Task statement
Among the entries that follow, find the lines holding "PathBuf" and say how many there are, with no other words.

Provided data
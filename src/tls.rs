//! TLS context and server-side handshakes

use std::io::BufReader as StdBufReader;
use std::path::Path;
use std::sync::Arc;
use std::time::Duration;

use rustls::cipher_suite::{
    TLS13_AES_128_GCM_SHA256, TLS13_AES_256_GCM_SHA384, TLS13_CHACHA20_POLY1305_SHA256,
    TLS_ECDHE_ECDSA_WITH_AES_128_GCM_SHA256, TLS_ECDHE_ECDSA_WITH_AES_256_GCM_SHA384,
    TLS_ECDHE_ECDSA_WITH_CHACHA20_POLY1305_SHA256, TLS_ECDHE_RSA_WITH_AES_128_GCM_SHA256,
    TLS_ECDHE_RSA_WITH_AES_256_GCM_SHA384, TLS_ECDHE_RSA_WITH_CHACHA20_POLY1305_SHA256,
};
use rustls::version::{TLS12, TLS13};
use rustls::{Certificate, PrivateKey, ServerConfig, SupportedCipherSuite};
use rustls_pemfile::Item;
use tokio::io::{AsyncRead, AsyncWrite};
use tokio::time;
use tokio_rustls::server::TlsStream;
use tokio_rustls::TlsAcceptor;

use crate::error::{Error, Result, SessionError};

/// Builds the acceptor shared by every session of a server.
pub fn load_acceptor(cert_path: &Path, key_path: &Path) -> Result<TlsAcceptor> {
    let cert_chain = load_certs(cert_path)?;
    let private_key = load_private_key(key_path)?;

    // AEAD suites with forward secrecy only, strongest first.
    let suites: [SupportedCipherSuite; 9] = [
        TLS13_AES_256_GCM_SHA384,
        TLS13_AES_128_GCM_SHA256,
        TLS13_CHACHA20_POLY1305_SHA256,
        TLS_ECDHE_ECDSA_WITH_AES_256_GCM_SHA384,
        TLS_ECDHE_ECDSA_WITH_AES_128_GCM_SHA256,
        TLS_ECDHE_ECDSA_WITH_CHACHA20_POLY1305_SHA256,
        TLS_ECDHE_RSA_WITH_AES_256_GCM_SHA384,
        TLS_ECDHE_RSA_WITH_AES_128_GCM_SHA256,
        TLS_ECDHE_RSA_WITH_CHACHA20_POLY1305_SHA256,
    ];

    let config = ServerConfig::builder()
        .with_cipher_suites(&suites)
        .with_safe_default_kx_groups()
        .with_protocol_versions(&[&TLS13, &TLS12])
        .map_err(|e| Error::Tls(format!("Unsupported protocol versions: {}", e)))?
        .with_no_client_auth()
        .with_single_cert(cert_chain, private_key)
        .map_err(|e| Error::Tls(format!("Failed to build TLS config: {}", e)))?;

    tracing::info!(certificate = %cert_path.display(), "TLS context loaded");
    Ok(TlsAcceptor::from(Arc::new(config)))
}

fn load_certs(path: &Path) -> Result<Vec<Certificate>> {
    let file = std::fs::File::open(path)
        .map_err(|e| Error::Tls(format!("Failed to open certificate {:?}: {}", path, e)))?;
    let mut reader = StdBufReader::new(file);
    let certs = rustls_pemfile::certs(&mut reader)
        .map_err(|e| Error::Tls(format!("Failed to parse certificate {:?}: {}", path, e)))?;

    if certs.is_empty() {
        return Err(Error::Tls(format!("No certificate found in {:?}", path)));
    }
    Ok(certs.into_iter().map(Certificate).collect())
}

fn load_private_key(path: &Path) -> Result<PrivateKey> {
    let file = std::fs::File::open(path)
        .map_err(|e| Error::Tls(format!("Failed to open private key {:?}: {}", path, e)))?;
    let mut reader = StdBufReader::new(file);
    let items = rustls_pemfile::read_all(&mut reader)
        .map_err(|e| Error::Tls(format!("Failed to parse private key {:?}: {}", path, e)))?;

    items
        .into_iter()
        .find_map(|item| match item {
            Item::PKCS8Key(key) | Item::RSAKey(key) | Item::ECKey(key) => Some(PrivateKey(key)),
            _ => None,
        })
        .ok_or_else(|| Error::Tls(format!("No private key found in {:?}", path)))
}

/// Runs the server side of a handshake, giving up after `limit`.
pub async fn accept<IO>(
    acceptor: &TlsAcceptor,
    stream: IO,
    limit: Duration,
) -> std::result::Result<TlsStream<IO>, SessionError>
where
    IO: AsyncRead + AsyncWrite + Unpin,
{
    match time::timeout(limit, acceptor.accept(stream)).await {
        Ok(Ok(tls_stream)) => {
            let (_, connection) = tls_stream.get_ref();
            tracing::debug!(
                version = ?connection.protocol_version(),
                cipher = ?connection.negotiated_cipher_suite().map(|s| s.suite()),
                "TLS handshake complete"
            );
            Ok(tls_stream)
        }
        Ok(Err(e)) => Err(SessionError::Handshake(e)),
        Err(_) => Err(SessionError::HandshakeTimeout),
    }
}

#[cfg(test)]
mod tests {
    use super::*;
    use std::path::PathBuf;

    fn scratch_dir(name: &str) -> PathBuf {
        let dir = std::env::temp_dir().join(format!("smtp-inbox-tls-{}-{}", name, uuid::Uuid::new_v4()));
        std::fs::create_dir_all(&dir).unwrap();
        dir
    }

    #[test]
    fn missing_files_are_fatal() {
        let dir = scratch_dir("missing");
        let err = load_acceptor(&dir.join("cert.pem"), &dir.join("key.pem")).err().unwrap();
        assert!(matches!(err, Error::Tls(_)));
    }

    #[test]
    fn garbage_pem_is_rejected() {
        let dir = scratch_dir("garbage");
        let cert = dir.join("cert.pem");
        let key = dir.join("key.pem");
        std::fs::write(&cert, "not a certificate").unwrap();
        std::fs::write(&key, "not a key").unwrap();
        assert!(load_acceptor(&cert, &key).is_err());
    }

    #[test]
    fn loads_self_signed_pair() {
        let dir = scratch_dir("valid");
        let generated = rcgen::generate_simple_self_signed(vec!["localhost".to_string()]).unwrap();
        let cert = dir.join("cert.pem");
        let key = dir.join("key.pem");
        std::fs::write(&cert, generated.cert.pem()).unwrap();
        std::fs::write(&key, generated.key_pair.serialize_pem()).unwrap();
        assert!(load_acceptor(&cert, &key).is_ok());
    }

    #[test]
    fn certificate_without_key_is_rejected() {
        let dir = scratch_dir("nokey");
        let generated = rcgen::generate_simple_self_signed(vec!["localhost".to_string()]).unwrap();
        let cert = dir.join("cert.pem");
        std::fs::write(&cert, generated.cert.pem()).unwrap();
        let err = load_acceptor(&cert, &cert).err().unwrap();
        assert!(err.to_string().contains("No private key"));
    }
}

Exercise solution
2